The objective is to provide end-users with cellular services in an intended area, such as a large enterprise. Therefore, a group of 𝑁 femtocells are deployed without careful cell planning to jointly achieve this requirement. The coverage area of a FB is the region where its downlink transmitted pilot signal is the strongest signal received by mobile terminals and its value is greater than a predefined threshold𝜀. Therefore, the number of terminals connected to a certain FB depends on the received pilot power received from that FB. In the presented optimization, the role of the OAM is to adjust the pilot power and thus the coverage of the femtocells in order to fulfill the following objectives.(i)Minimize the coverage overlaps between neighboring femtocells. The objective is to reduce the interference levels caused by adjacent femtocells as much as possible. In addition, minimize pilot pollution level.(ii)Minimize the coverage gaps within the specified area where femtocells are to be deployed. By doing this, the total coverage area is maximized and more traffic is offloaded from the outdoor macrocell. Moreover, the amount of signaling due to the femto-macro or macro-femto handovers is substantially reduced.(iii)Balance the load handled amongst all femtocells in the covered area. The aim here is to abstain overloading or underutilization which affect the call dropping/blocking probability.

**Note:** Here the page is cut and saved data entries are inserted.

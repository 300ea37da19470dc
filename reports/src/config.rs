//! Configuration for the report client.
//!
//! Loads configuration from environment variables with sensible defaults.
//! The log level is not part of it: the binary reads `REDFLAG_LOG_LEVEL`
//! itself so logging is up before any setting is parsed.

use crate::identity::Credentials;
use crate::policy::AdminTransitionMode;
use crate::types::Location;
use std::env;
use std::fmt::Display;
use std::str::FromStr;
use std::time::Duration;

/// Client configuration loaded from environment variables.
#[derive(Debug, Clone)]
pub struct Config {
    /// Report Service and identity endpoints
    pub api: ApiConfig,
    /// Lifecycle policy options
    pub policy: PolicyConfig,
    /// Command-line client options
    pub cli: CliConfig,
}

/// Remote endpoints
#[derive(Debug, Clone)]
pub struct ApiConfig {
    /// Base URL shared by the Report Service and identity endpoints
    pub url: String,
    /// Request timeout in seconds (unset keeps the transport default)
    pub request_timeout: Option<u64>,
}

/// Lifecycle policy options
#[derive(Debug, Clone, Copy)]
pub struct PolicyConfig {
    /// How administrator status changes are checked
    pub admin_transitions: AdminTransitionMode,
}

/// Command-line client options
#[derive(Debug, Clone)]
pub struct CliConfig {
    /// Upper bound in seconds on waiting for a command's remote call
    pub effect_timeout: u64,
    /// Login used by commands that need a session
    pub credentials: Option<Credentials>,
    /// Position reported when a location is requested
    pub location: Option<Location>,
}

impl ApiConfig {
    /// Request timeout, if configured
    #[must_use]
    pub fn request_timeout(&self) -> Option<Duration> {
        self.request_timeout.map(Duration::from_secs)
    }
}

impl CliConfig {
    /// Wait bound for a command's remote call
    #[must_use]
    pub const fn effect_timeout(&self) -> Duration {
        Duration::from_secs(self.effect_timeout)
    }
}

/// Parse a raw setting, warning when it is present but malformed
fn parse_setting<T>(name: &str, raw: Option<String>) -> Option<T>
where
    T: FromStr,
    T::Err: Display,
{
    let raw = raw?;
    match raw.trim().parse() {
        Ok(value) => Some(value),
        Err(error) => {
            tracing::warn!(variable = name, value = %raw, %error, "Ignoring unparseable setting, using the default");
            None
        },
    }
}

fn parsed<T>(name: &str) -> Option<T>
where
    T: FromStr,
    T::Err: Display,
{
    parse_setting(name, env::var(name).ok())
}

impl Config {
    /// Load configuration from environment variables.
    ///
    /// Unparseable values fall back to their defaults with a warning.
    #[must_use]
    pub fn from_env() -> Self {
        let credentials = match (env::var("REDFLAG_EMAIL"), env::var("REDFLAG_PASSWORD")) {
            (Ok(email), Ok(password)) => Some(Credentials { email, password }),
            _ => None,
        };
        let location = match (
            parsed::<f64>("REDFLAG_LATITUDE"),
            parsed::<f64>("REDFLAG_LONGITUDE"),
        ) {
            (Some(latitude), Some(longitude)) => Some(Location::new(latitude, longitude)),
            _ => None,
        };

        Self {
            api: ApiConfig {
                url: env::var("REDFLAG_API_URL")
                    .unwrap_or_else(|_| "http://localhost:3000".to_string()),
                request_timeout: parsed("REDFLAG_REQUEST_TIMEOUT_SECS"),
            },
            policy: PolicyConfig {
                admin_transitions: parsed("REDFLAG_ADMIN_TRANSITIONS").unwrap_or_default(),
            },
            cli: CliConfig {
                effect_timeout: parsed("REDFLAG_EFFECT_TIMEOUT_SECS").unwrap_or(30),
                credentials,
                location,
            },
        }
    }
}

impl Default for Config {
    fn default() -> Self {
        Self {
            api: ApiConfig {
                url: "http://localhost:3000".to_string(),
                request_timeout: None,
            },
            policy: PolicyConfig {
                admin_transitions: AdminTransitionMode::Strict,
            },
            cli: CliConfig {
                effect_timeout: 30,
                credentials: None,
                location: None,
            },
        }
    }
}

#[cfg(test)]
#[allow(clippy::unwrap_used)] // Test code can use unwrap
mod tests {
    use super::*;
    use std::io;
    use std::sync::{Arc, Mutex};

    #[derive(Clone, Default)]
    struct Captured(Arc<Mutex<Vec<u8>>>);

    impl io::Write for Captured {
        fn write(&mut self, buf: &[u8]) -> io::Result<usize> {
            self.0.lock().unwrap().extend_from_slice(buf);
            Ok(buf.len())
        }

        fn flush(&mut self) -> io::Result<()> {
            Ok(())
        }
    }

    fn logged<T>(f: impl FnOnce() -> T) -> (T, String) {
        let captured = Captured::default();
        let sink = captured.clone();
        let subscriber = tracing_subscriber::fmt()
            .with_writer(move || sink.clone())
            .with_ansi(false)
            .finish();
        let value = tracing::subscriber::with_default(subscriber, f);
        let output = String::from_utf8(captured.0.lock().unwrap().clone()).unwrap();
        (value, output)
    }

    #[test]
    fn test_malformed_setting_warns_and_falls_back() {
        let (mode, output) = logged(|| {
            parse_setting::<AdminTransitionMode>("REDFLAG_ADMIN_TRANSITIONS", Some("lenient".into()))
        });
        assert_eq!(mode, None);
        assert!(output.contains("WARN"));
        assert!(output.contains("REDFLAG_ADMIN_TRANSITIONS"));
        assert!(output.contains("lenient"));
    }

    #[test]
    fn test_valid_or_absent_setting_is_silent() {
        let (mode, output) = logged(|| {
            parse_setting::<AdminTransitionMode>("REDFLAG_ADMIN_TRANSITIONS", Some(" permissive ".into()))
        });
        assert_eq!(mode, Some(AdminTransitionMode::Permissive));
        assert!(output.is_empty());

        let (timeout, output) = logged(|| parse_setting::<u64>("REDFLAG_EFFECT_TIMEOUT_SECS", None));
        assert_eq!(timeout, None);
        assert!(output.is_empty());
    }

    #[test]
    fn test_defaults() {
        let config = Config::default();
        assert_eq!(config.api.url, "http://localhost:3000");
        assert_eq!(config.api.request_timeout(), None);
        assert_eq!(config.policy.admin_transitions, AdminTransitionMode::Strict);
        assert_eq!(config.cli.effect_timeout(), Duration::from_secs(30));
    }
}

Depending on the operator’s requirements, weighting factors are introduced in order to emphasize on different objectives as some of them conflict with each other. For example, minimizing the overlaps would subsequently increase the coverage, which may cause some of the femtocells to be underutilized.

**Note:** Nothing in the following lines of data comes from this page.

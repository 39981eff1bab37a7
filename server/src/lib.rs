// Library exports for testing and reuse

pub mod app;
pub mod auth_token;
pub mod config;
pub mod db;
pub mod error;
pub mod extract;
pub mod handlers;
pub mod middleware;
pub mod startup;

pub use app::{build_app, AppState};
pub use startup::{run, StartupError};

4. GA Optimization Model for Femtocell Pilot Power Adjustment

The purpose of formulating the optimization problem is to find the optimal or near-optimal downlink pilot power configuration of 𝑁 deployed femtocells to fulfill the three previously presented requirements. Since multiple solutions (i.e., multiple CPICH configurations) can be considered as candidate solutions to this particular problem, GA has the potential advantage as a multipoint search engine for optimization problems with multiple objectives. The number of possible CPICH configurations is massive, and this number grows as the number of femtocells in the network increases. As a result, it would be almost impossible to find an optimum solution within a reasonable amount of computing time without employing any optimization techniques, specifically when having to deal with several variables and constraints. In order to perform such optimization, the radio propagation characteristics of a given area need to be included in the objective function. Another issue in the design is the existence of conflicting objectives. For example, increasing the CPICH of a FB would increase the coverage, but doing so might also increase the load that the FB is handling, and eventually cause an increase in the overlaps with neighboring FBSs. This kind of problem does not have a closed form solution and therefore, is a nonconvex optimization problem with numerous local optima. Moreover, it can be shown that it is an NP-hard and could not be solved in polynomial time. The only way to find a global optimal solution is through a computationally intensive, exhaustive analysis, in which all possible inputs are tested. However, it can only be achievable for a very small number of femtocells. Therefore, a heuristic technique is applied to solve such a problem. Heuristics represent a family of approximate optimization techniques that have gained a lot of popularity over the years. They are considered to be the most promising and successful techniques. Moreover, they provide acceptable solutions in a reasonable time for solving hard and complex problems in science and engineering [30]. One of the most well-known and commonly used heuristics is GA. GA belongs to the evolutionary algorithm family that mimics the process of natural evolution. This algorithm has several advantages over other optimization techniques including parallelism, robustness to dynamic changes, and can be hybridized with other methods.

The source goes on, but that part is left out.